P2. It gets real here with pretty sustained 5.10 climbing. Continue up the crack, placing pro before face climbing left under the roof. Continue up and around the roof on thin cracks (the jammed knot and nut anchor described in Handren's guide is gone). Continue up the crack, aiming for a ledge with loose stacked blocks up and left with a bomber two bolt anchor. (140 feet)

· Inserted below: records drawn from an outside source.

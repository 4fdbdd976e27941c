use url::Url;

/// Extensions treated as downloadable files worth recording
pub const FILE_EXTENSIONS: &[&str] = &[
    ".zip", ".rar", ".tar.gz", ".gz", ".pdf", ".docx", ".json", ".xls", ".csv", ".db", ".sqlite",
    ".sql", ".txt", ".ttf", ".otf", ".wav", ".mp3", ".flac", ".ogg", ".mp4", ".flv",
];

/// Extensions excluded from article candidate links
pub const IMAGE_EXTENSIONS: &[&str] = &[".jpg", ".jpeg", ".png", ".gif", ".bmp", ".webm"];

/// Extracts the network location (host, plus port when present) from a URL.
///
/// Fails closed: malformed input is returned unchanged rather than erroring,
/// since callers must never crash on attacker-controlled URLs.
///
/// # Examples
///
/// ```
/// use gleaner::url::domain_of;
///
/// assert_eq!(domain_of("https://example.com/path"), "example.com");
/// assert_eq!(domain_of("https://example.com:8080/"), "example.com:8080");
/// assert_eq!(domain_of("not a url"), "not a url");
/// ```
pub fn domain_of(url: &str) -> String {
    match Url::parse(url) {
        Ok(parsed) => match parsed.host_str() {
            Some(host) => match parsed.port() {
                Some(port) => format!("{}:{}", host, port),
                None => host.to_string(),
            },
            None => url.to_string(),
        },
        Err(_) => url.to_string(),
    }
}

/// Extracts the last path segment of a URL, ignoring query and fragment.
///
/// Returns None when the URL has no path or the path ends in a slash.
pub fn filename_of(url: &str) -> Option<String> {
    let parsed = Url::parse(url).ok()?;
    let path = parsed.path();
    let name = path.rsplit('/').next()?;
    if name.is_empty() {
        return None;
    }
    Some(name.to_string())
}

/// Extracts the extension (with leading dot) from a URL's filename.
///
/// `.tar.gz` is kept whole; otherwise the suffix after the last dot.
pub fn extension_of(url: &str) -> Option<String> {
    let name = filename_of(url)?;
    let lower = name.to_lowercase();
    if lower.ends_with(".tar.gz") {
        return Some(".tar.gz".to_string());
    }
    let idx = name.rfind('.')?;
    if idx == 0 || idx == name.len() - 1 {
        return None;
    }
    Some(name[idx..].to_string())
}

/// Strips the query string and a trailing `#` from a URL.
///
/// Used by the skip policy to guard against query-parameter variants of an
/// already-visited canonical path.
pub fn remove_query(url: &str) -> String {
    let url = url.strip_suffix('#').unwrap_or(url);
    match url.find('?') {
        Some(idx) => url[..idx].to_string(),
        None => url.to_string(),
    }
}

/// Returns true when the extension is in the downloadable allow-list
pub fn is_file_extension(ext: &str) -> bool {
    let low = ext.to_lowercase();
    FILE_EXTENSIONS.contains(&low.as_str())
}

/// Returns true when the URL points at a downloadable file
pub fn is_file_url(url: &str) -> bool {
    match extension_of(url) {
        Some(ext) => is_file_extension(&ext),
        None => false,
    }
}

/// Infers a language from the URL's top-level domain.
///
/// Last-resort fallback when neither the document nor its meta tags declare
/// a language.
pub fn language_of(url: &str) -> Option<String> {
    let domain = domain_of(url);
    let tld = domain.split(':').next()?.rsplit('.').next()?;
    let lang = match tld {
        "de" | "at" => "de",
        "fr" => "fr",
        "es" | "mx" | "ar" => "es",
        "it" => "it",
        "nl" => "nl",
        "pl" => "pl",
        "ru" => "ru",
        "jp" => "ja",
        "cn" => "zh",
        "kr" => "ko",
        "pt" | "br" => "pt",
        "se" => "sv",
        "no" => "no",
        "dk" => "da",
        "fi" => "fi",
        "cz" => "cs",
        "gr" => "el",
        "tr" => "tr",
        "ua" => "uk",
        "uk" | "us" | "au" | "ca" | "ie" | "nz" => "en",
        _ => return None,
    };
    Some(lang.to_string())
}

#[cfg(test)]
mod tests {
    use super::*;

    #[test]
    fn test_domain_of_simple() {
        assert_eq!(domain_of("https://example.com/path"), "example.com");
    }

    #[test]
    fn test_domain_of_subdomain() {
        assert_eq!(domain_of("https://news.example.com/a/b"), "news.example.com");
    }

    #[test]
    fn test_domain_of_with_port() {
        assert_eq!(domain_of("http://127.0.0.1:8080/x"), "127.0.0.1:8080");
    }

    #[test]
    fn test_domain_of_malformed_returns_input() {
        assert_eq!(domain_of("::::"), "::::");
        assert_eq!(domain_of(""), "");
    }

    #[test]
    fn test_filename_of() {
        assert_eq!(
            filename_of("https://example.com/files/report.pdf"),
            Some("report.pdf".to_string())
        );
        assert_eq!(filename_of("https://example.com/dir/"), None);
    }

    #[test]
    fn test_filename_ignores_query() {
        assert_eq!(
            filename_of("https://example.com/a.zip?download=1"),
            Some("a.zip".to_string())
        );
    }

    #[test]
    fn test_extension_of() {
        assert_eq!(
            extension_of("https://example.com/report.PDF"),
            Some(".PDF".to_string())
        );
        assert_eq!(
            extension_of("https://example.com/archive.tar.gz"),
            Some(".tar.gz".to_string())
        );
        assert_eq!(extension_of("https://example.com/readme"), None);
    }

    #[test]
    fn test_remove_query() {
        assert_eq!(
            remove_query("https://example.com/page?a=1&b=2"),
            "https://example.com/page"
        );
        assert_eq!(
            remove_query("https://example.com/page#"),
            "https://example.com/page"
        );
        assert_eq!(
            remove_query("https://example.com/page"),
            "https://example.com/page"
        );
    }

    #[test]
    fn test_is_file_url() {
        assert!(is_file_url("https://example.com/data.csv"));
        assert!(is_file_url("https://example.com/song.MP3"));
        assert!(!is_file_url("https://example.com/page.html"));
        assert!(!is_file_url("https://example.com/"));
    }

    #[test]
    fn test_language_of() {
        assert_eq!(language_of("https://example.de/"), Some("de".to_string()));
        assert_eq!(language_of("https://example.co.jp/"), Some("ja".to_string()));
        assert_eq!(language_of("https://example.com/"), None);
    }
}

P3. Wow! Another full rope length up what looks from below like a super low angle crack. In fact you get perfect hands in a flare, tips laybacking, and thin face moves. The low angle offwidth chimney protects with hand size pieces. The thinning cracks above take lots of finger and small nuts. The final face crux is out a bit from your gear back in the corner. You don't really want to fall here- partly because the fall would suck and partly because you've already come this far.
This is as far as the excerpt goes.